Se ne va un pezzo di storia della musica italiana. Gino Paoli è morto nella notte nella sua casa di Genova, all’età di 91 anni, dopo un breve ricovero in una clinica privata. La famiglia ha dato l’annuncio chiedendo riservatezza e i funerali si terranno in forma privata.
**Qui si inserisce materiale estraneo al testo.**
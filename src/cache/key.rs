//! Cache Key Module
//!
//! Derives storage keys from origin endpoints.

use std::fmt;

/// Prefix distinguishing text payloads from JSON payloads of the same endpoint.
///
/// A raw `%` in a JSON key is always the start of a two digit escape, so no
/// JSON key can begin with `%t`.
pub const TEXT_KEY_PREFIX: &str = "%text_";

// == Cache Key ==
/// Normalized storage key for a logical resource.
///
/// The first `?` and every query `&` become `_`. Characters that would make
/// the mapping ambiguous are percent-escaped, so two different endpoints
/// never share a key:
/// - `%` becomes `%25` and a literal `_` becomes `%5F` everywhere
/// - `&` in the path becomes `%26`
/// - a further `?` in the query becomes `%3F`
#[derive(Debug, Clone, PartialEq, Eq, Hash, PartialOrd, Ord)]
pub struct CacheKey(String);

impl CacheKey {
    /// Derives the key for a JSON payload of `endpoint`.
    pub fn for_json(endpoint: &str) -> Self {
        Self(normalize(endpoint))
    }

    /// Derives the key for a text payload of `endpoint`.
    pub fn for_text(endpoint: &str) -> Self {
        Self(format!("{}{}", TEXT_KEY_PREFIX, normalize(endpoint)))
    }

    /// Wraps an already normalized key.
    pub fn from_raw(raw: impl Into<String>) -> Self {
        Self(raw.into())
    }

    /// Returns the key as a string slice.
    pub fn as_str(&self) -> &str {
        &self.0
    }

    /// Recovers the endpoint the key was derived from.
    ///
    /// Text keys yield their endpoint without the prefix. Escapes that are
    /// not produced by derivation are kept as they are.
    pub fn endpoint(&self) -> String {
        let key = self.0.strip_prefix(TEXT_KEY_PREFIX).unwrap_or(&self.0);
        let mut endpoint = String::with_capacity(key.len());
        let mut in_query = false;
        let mut rest = key;

        while let Some(c) = rest.chars().next() {
            let decoded = match c {
                '%' => match rest.get(..3) {
                    Some("%25") => Some('%'),
                    Some("%5F") => Some('_'),
                    Some("%26") => Some('&'),
                    Some("%3F") => Some('?'),
                    _ => None,
                },
                _ => None,
            };
            match decoded {
                Some(d) => {
                    endpoint.push(d);
                    rest = &rest[3..];
                    continue;
                }
                None if c == '_' => {
                    endpoint.push(if in_query { '&' } else { '?' });
                    in_query = true;
                }
                None => endpoint.push(c),
            }
            rest = &rest[c.len_utf8()..];
        }

        endpoint
    }
}

impl fmt::Display for CacheKey {
    fn fmt(&self, f: &mut fmt::Formatter<'_>) -> fmt::Result {
        f.write_str(&self.0)
    }
}

impl AsRef<str> for CacheKey {
    fn as_ref(&self) -> &str {
        &self.0
    }
}

fn normalize(endpoint: &str) -> String {
    let (path, query) = match endpoint.split_once('?') {
        Some((path, query)) => (path, Some(query)),
        None => (endpoint, None),
    };

    let mut key = String::with_capacity(endpoint.len() + 8);
    for c in path.chars() {
        match c {
            '%' => key.push_str("%25"),
            '_' => key.push_str("%5F"),
            '&' => key.push_str("%26"),
            _ => key.push(c),
        }
    }

    if let Some(query) = query {
        key.push('_');
        for c in query.chars() {
            match c {
                '%' => key.push_str("%25"),
                '_' => key.push_str("%5F"),
                '?' => key.push_str("%3F"),
                '&' => key.push('_'),
                _ => key.push(c),
            }
        }
    }

    key
}
//! Origin Cache - A fetch-through response cache
//!
//! Persists origin responses with TTL and version validity, collapses
//! concurrent requests for the same resource, and invalidates everything
//! when the origin's version token changes.

pub mod api;
pub mod cache;
pub mod config;
pub mod context;
pub mod error;
pub mod fetch;
pub mod models;
pub mod tasks;

pub use api::{create_router, AppState};
pub use config::Config;
pub use context::CacheContext;
pub use error::{CacheError, Result};
pub use fetch::{FetchConfig, OriginCache};
pub use tasks::{InvalidationEvent, VersionMonitor};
Il cantautore era nato a Monfalcone nel 1934, ma fin da bambino aveva vissuto nel capoluogo ligure. Proprio a Genova si era formato il nucleo di artisti che avrebbe cambiato la musica italiana, insieme a Luigi Tenco, Bruno Lauzi, Fabrizio De André e Umberto Bindi. La carriera discografica era poi decollata a Milano, dove Mina portò al successo “Il cielo in una stanza” nel 1960. A quel brano seguirono “Sapore di sale”, “Senza fine”, “La gatta” e “Una lunga storia d’amore”, canzoni diventate la colonna sonora di generazioni.

Paoli aveva vissuto anche stagioni difficili, segnate da una crisi personale negli anni 60, poi il ritorno al successo negli anni 80. Nel 1987 era stato eletto deputato nelle file del Pci. Negli ultimi anni si era dedicato al jazz, suonando in duo con il pianista Danilo Rea.

Paoli era passato anche dal territorio lariano, infatti nel febbraio 1996 si era esibito a Villa Erba di Cernobbio, poi nel 2002 aveva suonato al Teatro Sociale di Como.